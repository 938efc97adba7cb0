//! Application configuration loaded from environment variables.

use serde::Deserialize;
use strum::{Display, EnumString};

/// Which persistence backend to run against.
#[derive(Debug, Clone, Copy, PartialEq, Eq, Deserialize, Display, EnumString, Default)]
#[serde(rename_all = "lowercase")]
#[strum(serialize_all = "lowercase")]
pub enum StoreBackend {
    /// In-process maps; data is lost on exit.
    #[default]
    Memory,
    /// Hosted database over its REST interface.
    Rest,
}

/// Log output format.
#[derive(Debug, Clone, Copy, PartialEq, Eq, Deserialize, Display, EnumString, Default)]
#[serde(rename_all = "lowercase")]
#[strum(serialize_all = "lowercase")]
pub enum LogFormat {
    /// Human-readable lines.
    #[default]
    Text,
    /// One JSON object per event.
    Json,
}

/// Application configuration loaded from environment variables.
#[derive(Debug, Clone, Deserialize)]
pub struct Config {
    // === Persistence ===
    /// Persistence backend.
    #[serde(default)]
    pub store_backend: StoreBackend,

    /// Hosted database base URL (e.g. `https://<project>.supabase.co`).
    #[serde(default)]
    pub supabase_url: Option<String>,

    /// Hosted database service key.
    #[serde(default)]
    pub supabase_key: Option<String>,

    /// Timeout for each store request.
    #[serde(default = "default_http_timeout_ms")]
    pub http_timeout_ms: u64,

    // === Server Configuration ===
    /// HTTP server port.
    #[serde(default = "default_port")]
    pub port: u16,

    /// Log level (trace, debug, info, warn, error).
    #[serde(default = "default_log_level")]
    pub rust_log: String,

    /// Log output format.
    #[serde(default)]
    pub log_format: LogFormat,

    /// Enable verbose logging.
    #[serde(default)]
    pub verbose: bool,
}

fn default_http_timeout_ms() -> u64 {
    5000
}

fn default_port() -> u16 {
    5000
}

fn default_log_level() -> String {
    "info".to_string()
}

impl Default for Config {
    fn default() -> Self {
        Self {
            store_backend: StoreBackend::default(),
            supabase_url: None,
            supabase_key: None,
            http_timeout_ms: default_http_timeout_ms(),
            port: default_port(),
            rust_log: default_log_level(),
            log_format: LogFormat::default(),
            verbose: false,
        }
    }
}

impl Config {
    /// Load configuration from environment, reading .env file first.
    pub fn load() -> Result<Self, envy::Error> {
        dotenvy::dotenv().ok();
        envy::from_env()
    }

    /// Check if the configuration is valid.
    pub fn validate(&self) -> Result<(), String> {
        if self.store_backend == StoreBackend::Rest {
            match self.supabase_url.as_deref() {
                None | Some("") => {
                    return Err("SUPABASE_URL is required when STORE_BACKEND=rest".to_string())
                }
                Some(url) if !(url.starts_with("http://") || url.starts_with("https://")) => {
                    return Err("SUPABASE_URL must start with http:// or https://".to_string())
                }
                Some(_) => {}
            }

            if self.supabase_key.as_deref().map_or(true, str::is_empty) {
                return Err("SUPABASE_KEY is required when STORE_BACKEND=rest".to_string());
            }
        }

        if self.http_timeout_ms == 0 {
            return Err("HTTP_TIMEOUT_MS must be greater than 0".to_string());
        }

        Ok(())
    }

    /// Log filter directives: `RUST_LOG`, or debug for this crate when verbose.
    pub fn log_directives(&self) -> String {
        if self.verbose {
            "athlete_health=debug,info".to_string()
        } else {
            self.rust_log.clone()
        }
    }

    /// Store request timeout.
    pub fn http_timeout(&self) -> std::time::Duration {
        std::time::Duration::from_millis(self.http_timeout_ms)
    }
}

#[cfg(test)]
mod tests {
    use super::*;

    fn rest_config() -> Config {
        Config {
            store_backend: StoreBackend::Rest,
            supabase_url: Some("https://project.supabase.co".to_string()),
            supabase_key: Some("service-key".to_string()),
            ..Config::default()
        }
    }

    #[test]
    fn default_values_are_sensible() {
        let config = Config::default();
        assert_eq!(config.store_backend, StoreBackend::Memory);
        assert_eq!(config.port, 5000);
        assert_eq!(config.rust_log, "info");
        assert_eq!(config.log_format, LogFormat::Text);
        assert!(config.validate().is_ok());
    }

    #[test]
    fn validate_accepts_complete_rest_config() {
        assert!(rest_config().validate().is_ok());
    }

    #[test]
    fn validate_rejects_rest_without_url() {
        let config = Config {
            supabase_url: None,
            ..rest_config()
        };
        assert!(config.validate().is_err());
    }

    #[test]
    fn validate_rejects_url_without_scheme() {
        let config = Config {
            supabase_url: Some("project.supabase.co".to_string()),
            ..rest_config()
        };
        assert!(config.validate().is_err());
    }

    #[test]
    fn validate_rejects_rest_without_key() {
        let config = Config {
            supabase_key: Some(String::new()),
            ..rest_config()
        };
        assert!(config.validate().is_err());
    }

    #[test]
    fn validate_rejects_zero_timeout() {
        let config = Config {
            http_timeout_ms: 0,
            ..Config::default()
        };
        assert!(config.validate().is_err());
    }

    #[test]
    fn log_directives_follow_rust_log() {
        let config = Config {
            rust_log: "athlete_health=trace,tower_http=warn".to_string(),
            ..Config::default()
        };
        assert_eq!(config.log_directives(), "athlete_health=trace,tower_http=warn");

        let verbose = Config {
            verbose: true,
            ..config
        };
        assert_eq!(verbose.log_directives(), "athlete_health=debug,info");
    }

    #[test]
    fn backend_parses_from_text() {
        assert_eq!("rest".parse::<StoreBackend>().unwrap(), StoreBackend::Rest);
        assert_eq!("json".parse::<LogFormat>().unwrap(), LogFormat::Json);
    }
}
____________
TASK PROMPT
Every line with "Deserialize" in it should be copied from the entries.

RESPONSE TO THE TASK
use serde::Deserialize;
#[derive(Debug, Clone, Copy, PartialEq, Eq, Deserialize, Display, EnumString, Default)]
#[derive(Debug, Clone, Copy, PartialEq, Eq, Deserialize, Display, EnumString, Default)]
#[derive(Debug, Clone, Deserialize)]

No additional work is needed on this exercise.